The X5 was an express variant of the 55 which ran from Hull Paragon Interchange to Goole via the A63 from January 2021 to April 2022. The service, which ran five times a day Monday to Friday and four times on Saturdays, was operated by a single refurbished Caetano Levante coach.

As a result of low patronage, the X5 was withdrawn in April 2022 as part of service cuts across the East Yorkshire bus network.

===25===
Service 25, launched alongside the 23 and 24 EastRider services from 5 September 2021, ran from Hessle to Hornsea via Anlaby, Cottingham, East Riding of Yorkshire and Beverley, calling at Willerby, Bentley, Tickton and Routh before joining the route of the 24 at Leven. Some services also ran only between Beverley and Hornsea.

In October 2024, it was announced that as part of a major series of service changes on the East Yorkshire bus network, service 25 was to be formally split into two services, with the 25 running only between Beverley and Hornsea with additional early evening services while a new 26 took on the Hessle to Beverley section of the route.
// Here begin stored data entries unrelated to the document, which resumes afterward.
//! Wire types for the OpenAI-compatible provider API

use serde::{Deserialize, Serialize};

/// Chat completion request body
#[derive(Debug, Serialize)]
pub(crate) struct ChatRequest {
    pub model: String,
    pub messages: Vec<ChatMessage>,
    #[serde(skip_serializing_if = "Option::is_none")]
    pub response_format: Option<ResponseFormat>,
    #[serde(skip_serializing_if = "Option::is_none")]
    pub max_tokens: Option<u32>,
}

#[derive(Debug, Serialize)]
pub(crate) struct ChatMessage {
    pub role: &'static str,
    pub content: ChatContent,
}

/// Message content, either plain text or structured parts
#[derive(Debug, Serialize)]
#[serde(untagged)]
pub(crate) enum ChatContent {
    Text(String),
    Parts(Vec<ContentPart>),
}

/// Individual part within a multipart message
#[derive(Debug, Serialize)]
#[serde(tag = "type", rename_all = "snake_case")]
pub(crate) enum ContentPart {
    Text { text: String },
    ImageUrl { image_url: ImageUrl },
}

#[derive(Debug, Serialize)]
pub(crate) struct ImageUrl {
    /// URL or base64 data URI
    pub url: String,
}

/// Structured-output constraint
#[derive(Debug, Serialize)]
pub(crate) struct ResponseFormat {
    #[serde(rename = "type")]
    pub format_type: &'static str,
    pub json_schema: JsonSchemaFormat,
}

#[derive(Debug, Serialize)]
pub(crate) struct JsonSchemaFormat {
    pub name: &'static str,
    pub strict: bool,
    pub schema: serde_json::Value,
}

/// Chat completion response body (only the fields this gateway reads)
#[derive(Debug, Deserialize)]
pub(crate) struct ChatResponse {
    #[serde(default)]
    pub choices: Vec<ChatChoice>,
}

#[derive(Debug, Deserialize)]
pub(crate) struct ChatChoice {
    pub message: ChoiceMessage,
}

#[derive(Debug, Deserialize)]
pub(crate) struct ChoiceMessage {
    #[serde(default)]
    pub content: Option<String>,
}

impl ChatResponse {
    /// Extract the first choice's content, if any was returned
    pub(crate) fn into_content(self) -> Option<String> {
        self.choices
            .into_iter()
            .next()
            .and_then(|choice| choice.message.content)
            .filter(|content| !content.is_empty())
    }
}

/// Transcription response body
#[derive(Debug, Deserialize)]
pub(crate) struct TranscriptionResponse {
    pub text: String,
}
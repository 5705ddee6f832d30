use std::sync::Arc;

use axum::body::Body;
use axum::extract::{FromRequest, Multipart, Request};
use serde_json::{Map, Value};

use crate::error::SpeechError;
use crate::server::Server;
use crate::types::{
    AnalyzeImageRequest, ImprovePayload, ImproveRequest, Language, LanguageHint, LearnerMode, TranscribeRequest,
};
use crate::upload::TransientUpload;

/// Body limit for uploads (32 MiB)
pub(crate) const BODY_LIMIT_BYTES: usize = 32 << 20;

/// A text field that may carry a JSON-encoded nested object
///
/// Multipart clients send nested objects (`topic`, `preferences`) as
/// JSON-encoded strings alongside the binary attachment. Each state is
/// handled explicitly: a malformed value degrades to absent rather than
/// aborting the request, and the missing-field check then runs as usual.
#[derive(Debug)]
enum TextField {
    Absent,
    Present(Value),
    Malformed,
}

impl TextField {
    fn parse(field: &str, raw: Option<&Value>) -> Self {
        match raw {
            None | Some(Value::Null) => Self::Absent,
            Some(Value::String(text)) => {
                if text.trim().is_empty() {
                    return Self::Absent;
                }
                match serde_json::from_str::<Value>(text) {
                    Ok(value @ Value::Object(_)) => Self::Present(value),
                    Ok(_) | Err(_) => {
                        tracing::warn!(field, "dropping malformed nested field");
                        Self::Malformed
                    }
                }
            }
            Some(value) => Self::Present(value.clone()),
        }
    }

    fn into_value(self) -> Option<Value> {
        match self {
            Self::Present(value) => Some(value),
            Self::Absent | Self::Malformed => None,
        }
    }
}

/// Whether a field holds a usable non-empty string
fn has_text(map: &Map<String, Value>, key: &str) -> bool {
    matches!(map.get(key), Some(Value::String(s)) if !s.is_empty())
}

/// Validate untyped improve fields into a typed payload
///
/// Shared by the JSON and multipart paths. Names every missing required
/// field in the error details.
fn improve_payload_from_map(mut map: Map<String, Value>) -> Result<ImprovePayload, SpeechError> {
    for key in ["topic", "preferences"] {
        let parsed = TextField::parse(key, map.get(key)).into_value();
        match parsed {
            Some(value) => map.insert(key.to_owned(), value),
            None => map.remove(key),
        };
    }

    let missing: Vec<&str> = ["language", "learnerMode", "transcript"]
        .into_iter()
        .filter(|key| !has_text(&map, key))
        .collect();

    if !missing.is_empty() {
        return Err(SpeechError::InvalidRequest {
            message: format!("missing required fields: {}", missing.join(", ")),
            details: Some(serde_json::json!({ "missing": missing })),
        });
    }

    serde_json::from_value(Value::Object(map)).map_err(|e| SpeechError::invalid(e.to_string()))
}

fn parse_enum_field<T: serde::de::DeserializeOwned>(field: &str, raw: &str) -> Result<T, SpeechError> {
    serde_json::from_value(Value::String(raw.to_owned()))
        .map_err(|_| SpeechError::invalid(format!("invalid value for field '{field}': {raw}")))
}

fn stage(server: &Server, filename: &str, content_type: &str, bytes: &[u8]) -> Result<TransientUpload, SpeechError> {
    TransientUpload::stage(server.staging_dir(), filename, content_type, bytes)
        .map_err(|e| SpeechError::Internal(anyhow::anyhow!("failed to stage upload: {e}")))
}

fn require_multipart(request: &Request<Body>) -> Result<(), SpeechError> {
    let content_type = request
        .headers()
        .get(http::header::CONTENT_TYPE)
        .and_then(|v| v.to_str().ok())
        .unwrap_or("");

    if content_type.starts_with("multipart/form-data") {
        Ok(())
    } else {
        Err(SpeechError::invalid(
            "unsupported Content-Type, expected multipart/form-data",
        ))
    }
}

async fn read_field_text(field: axum::extract::multipart::Field<'_>, name: &str) -> Result<String, SpeechError> {
    field
        .text()
        .await
        .map_err(|e| SpeechError::invalid(format!("failed to read field '{name}': {e}")))
}

/// Extractor for `POST /v1/transcribe` multipart bodies
pub struct ExtractTranscribe(pub TranscribeRequest);

impl FromRequest<Arc<Server>> for ExtractTranscribe {
    type Rejection = SpeechError;

    async fn from_request(request: Request<Body>, state: &Arc<Server>) -> Result<Self, Self::Rejection> {
        require_multipart(&request)?;

        let mut multipart = Multipart::from_request(request, &())
            .await
            .map_err(|e| SpeechError::invalid(format!("failed to parse multipart form: {e}")))?;

        let mut audio: Option<TransientUpload> = None;
        let mut language = LanguageHint::Auto;

        while let Ok(Some(field)) = multipart.next_field().await {
            let name = field.name().unwrap_or("").to_owned();

            match name.as_str() {
                "audio" => {
                    let filename = field.file_name().unwrap_or("audio.m4a").to_owned();
                    let content_type = field.content_type().unwrap_or("audio/m4a").to_owned();
                    let bytes = field
                        .bytes()
                        .await
                        .map_err(|e| SpeechError::invalid(format!("failed to read audio data: {e}")))?;
                    audio = Some(stage(state, &filename, &content_type, &bytes)?);
                }
                "language" => {
                    let raw = read_field_text(field, "language").await?;
                    language = parse_enum_field("language", &raw)?;
                }
                _ => {
                    // Skip unknown fields
                }
            }
        }

        let audio = audio.ok_or_else(|| SpeechError::InvalidRequest {
            message: "missing required fields: audio".to_owned(),
            details: Some(serde_json::json!({ "missing": ["audio"] })),
        })?;

        Ok(Self(TranscribeRequest { audio, language }))
    }
}

/// Extractor for `POST /v1/improve` bodies, multipart or JSON
pub struct ExtractImprove(pub ImproveRequest);

impl FromRequest<Arc<Server>> for ExtractImprove {
    type Rejection = SpeechError;

    async fn from_request(request: Request<Body>, state: &Arc<Server>) -> Result<Self, Self::Rejection> {
        let content_type = request
            .headers()
            .get(http::header::CONTENT_TYPE)
            .and_then(|v| v.to_str().ok())
            .unwrap_or("")
            .to_owned();

        if content_type.starts_with("application/json") {
            let bytes = axum::body::to_bytes(request.into_body(), BODY_LIMIT_BYTES)
                .await
                .map_err(|e| SpeechError::invalid(format!("failed to read request body: {e}")))?;

            let value: Value = serde_json::from_slice(&bytes)
                .map_err(|e| SpeechError::invalid(format!("invalid JSON body: {e}")))?;

            let Value::Object(map) = value else {
                return Err(SpeechError::invalid("request body must be a JSON object"));
            };

            let payload = improve_payload_from_map(map)?;
            return Ok(Self(ImproveRequest { payload, image: None }));
        }

        require_multipart(&request)?;

        let mut multipart = Multipart::from_request(request, &())
            .await
            .map_err(|e| SpeechError::invalid(format!("failed to parse multipart form: {e}")))?;

        let mut map = Map::new();
        let mut image: Option<TransientUpload> = None;

        while let Ok(Some(field)) = multipart.next_field().await {
            let name = field.name().unwrap_or("").to_owned();

            match name.as_str() {
                "image" => {
                    let filename = field.file_name().unwrap_or("image.jpg").to_owned();
                    let content_type = field.content_type().unwrap_or("image/jpeg").to_owned();
                    let bytes = field
                        .bytes()
                        .await
                        .map_err(|e| SpeechError::invalid(format!("failed to read image data: {e}")))?;
                    image = Some(stage(state, &filename, &content_type, &bytes)?);
                }
                "language" | "learnerMode" | "transcript" | "topic" | "preferences" => {
                    let text = read_field_text(field, &name).await?;
                    map.insert(name, Value::String(text));
                }
                _ => {
                    // Skip unknown fields
                }
            }
        }

        let payload = improve_payload_from_map(map)?;

        Ok(Self(ImproveRequest { payload, image }))
    }
}

/// Extractor for `POST /v1/analyze-image` multipart bodies
pub struct ExtractAnalyzeImage(pub AnalyzeImageRequest);

impl FromRequest<Arc<Server>> for ExtractAnalyzeImage {
    type Rejection = SpeechError;

    async fn from_request(request: Request<Body>, state: &Arc<Server>) -> Result<Self, Self::Rejection> {
        require_multipart(&request)?;

        let mut multipart = Multipart::from_request(request, &())
            .await
            .map_err(|e| SpeechError::invalid(format!("failed to parse multipart form: {e}")))?;

        let mut image: Option<TransientUpload> = None;
        let mut language: Option<Language> = None;
        let mut learner_mode: Option<LearnerMode> = None;

        while let Ok(Some(field)) = multipart.next_field().await {
            let name = field.name().unwrap_or("").to_owned();

            match name.as_str() {
                "image" => {
                    let filename = field.file_name().unwrap_or("image.jpg").to_owned();
                    let content_type = field.content_type().unwrap_or("image/jpeg").to_owned();
                    let bytes = field
                        .bytes()
                        .await
                        .map_err(|e| SpeechError::invalid(format!("failed to read image data: {e}")))?;
                    image = Some(stage(state, &filename, &content_type, &bytes)?);
                }
                "language" => {
                    let raw = read_field_text(field, "language").await?;
                    language = Some(parse_enum_field("language", &raw)?);
                }
                "learnerMode" => {
                    let raw = read_field_text(field, "learnerMode").await?;
                    learner_mode = Some(parse_enum_field("learnerMode", &raw)?);
                }
                _ => {
                    // Skip unknown fields
                }
            }
        }

        let missing: Vec<&str> = [
            ("image", image.is_none()),
            ("language", language.is_none()),
            ("learnerMode", learner_mode.is_none()),
        ]
        .into_iter()
        .filter_map(|(name, absent)| absent.then_some(name))
        .collect();

        if !missing.is_empty() {
            return Err(SpeechError::InvalidRequest {
                message: format!("missing required fields: {}", missing.join(", ")),
                details: Some(serde_json::json!({ "missing": missing })),
            });
        }

        // Checked non-empty above
        Ok(Self(AnalyzeImageRequest {
            image: image.expect("image presence checked"),
            language: language.expect("language presence checked"),
            learner_mode: learner_mode.expect("learnerMode presence checked"),
        }))
    }
}

#[cfg(test)]
mod tests {
    use super::*;
    use serde_json::json;

    use crate::types::{LengthPreference, Tone};

    fn base_map() -> Map<String, Value> {
        let Value::Object(map) = json!({
            "language": "en",
            "learnerMode": "english_learner",
            "transcript": "i go to store yesterday",
        }) else {
            unreachable!()
        };
        map
    }

    #[test]
    fn minimal_payload_validates() {
        let payload = improve_payload_from_map(base_map()).unwrap();
        assert_eq!(payload.language, Language::English);
        assert_eq!(payload.learner_mode, LearnerMode::EnglishLearner);
        assert!(payload.topic.is_none());
        assert!(payload.preferences.is_none());
    }

    #[test]
    fn missing_fields_all_named() {
        let err = improve_payload_from_map(Map::new()).unwrap_err();
        let SpeechError::InvalidRequest { details, .. } = err else {
            panic!("expected InvalidRequest");
        };
        let missing = details.unwrap();
        assert_eq!(missing["missing"], json!(["language", "learnerMode", "transcript"]));
    }

    #[test]
    fn empty_transcript_rejected() {
        let mut map = base_map();
        map.insert("transcript".to_owned(), json!(""));
        let err = improve_payload_from_map(map).unwrap_err();
        assert!(matches!(err, SpeechError::InvalidRequest { .. }));
    }

    #[test]
    fn invalid_language_rejected() {
        let mut map = base_map();
        map.insert("language".to_owned(), json!("fr"));
        assert!(improve_payload_from_map(map).is_err());
    }

    #[test]
    fn string_encoded_preferences_parse() {
        let mut map = base_map();
        map.insert(
            "preferences".to_owned(),
            json!("{\"tone\":\"formal\",\"length\":\"shorter\"}"),
        );
        let payload = improve_payload_from_map(map).unwrap();
        let prefs = payload.preferences.unwrap();
        assert_eq!(prefs.tone, Some(Tone::Formal));
        assert_eq!(prefs.length, Some(LengthPreference::Shorter));
    }

    #[test]
    fn malformed_topic_degrades_to_absent() {
        let mut map = base_map();
        map.insert("topic".to_owned(), json!("{not json"));
        let payload = improve_payload_from_map(map).unwrap();
        assert!(payload.topic.is_none());
    }

    #[test]
    fn malformed_topic_does_not_mask_missing_transcript() {
        let mut map = base_map();
        map.remove("transcript");
        map.insert("topic".to_owned(), json!("{not json"));

        let err = improve_payload_from_map(map).unwrap_err();
        let SpeechError::InvalidRequest { details, .. } = err else {
            panic!("expected InvalidRequest");
        };
        assert_eq!(details.unwrap()["missing"], json!(["transcript"]));
    }

    #[test]
    fn object_topic_passes_through() {
        let mut map = base_map();
        map.insert("topic".to_owned(), json!({ "title": "Travel", "prompt": "Describe a trip" }));
        let payload = improve_payload_from_map(map).unwrap();
        assert_eq!(payload.topic.unwrap().title.as_deref(), Some("Travel"));
    }

    #[test]
    fn invalid_tone_inside_preferences_rejected() {
        let mut map = base_map();
        map.insert("preferences".to_owned(), json!({ "tone": "sarcastic" }));
        assert!(improve_payload_from_map(map).is_err());
    }
}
The EastRider single-deck vehicles allocated to the 25 were reallocated elsewhere in the East Yorkshire network.

===45/46===
Service 46 originally ran from Market Weighton or Holme on Spalding Moor to York via the A1079, following the route of the X46. On evenings, the service became the 45 and operates a single journey from Bridlington to York and back via the A614 and A1079, calling at Carnaby, Driffield, Bainton and Middleton on the Wolds before continuing to York along the A1079. These services also gained EastRider-branded Alexander Dennis Enviro400 MMCs in August 2020.

Service 45 originally ran from Bridlington to York via Driffield and Market Weighton, with three EastRider buses branded for this service. In March 2022, however, it was announced that the 45 was to be withdrawn in April as part of a number of service cuts to the East Yorkshire network, resulting from a drop in bus ridership caused by the COVID-19 pandemic. Three replacement services, all tendered to East Yorkshire and using EastRider buses, were launched by East Riding of Yorkshire Council on 10 April to replace the withdrawn bus services: a shorter 45 and the 46 replaced the York to Market Weighton section of the route, while the new service 145 replaced the Market Weighton to Bridlington section.

In March 2023, it was again announced that services 45 and 46 were to be cut, with the 45 to be withdrawn entirely and the 46 being shortened to serve only Market Weighton and Holme on Spalding Moor from 2 April. These routes were replaced by the X46 and the X47, which are to run parallel with each other to create a 30-minute frequency from Hull to York on Mondays through to Saturdays.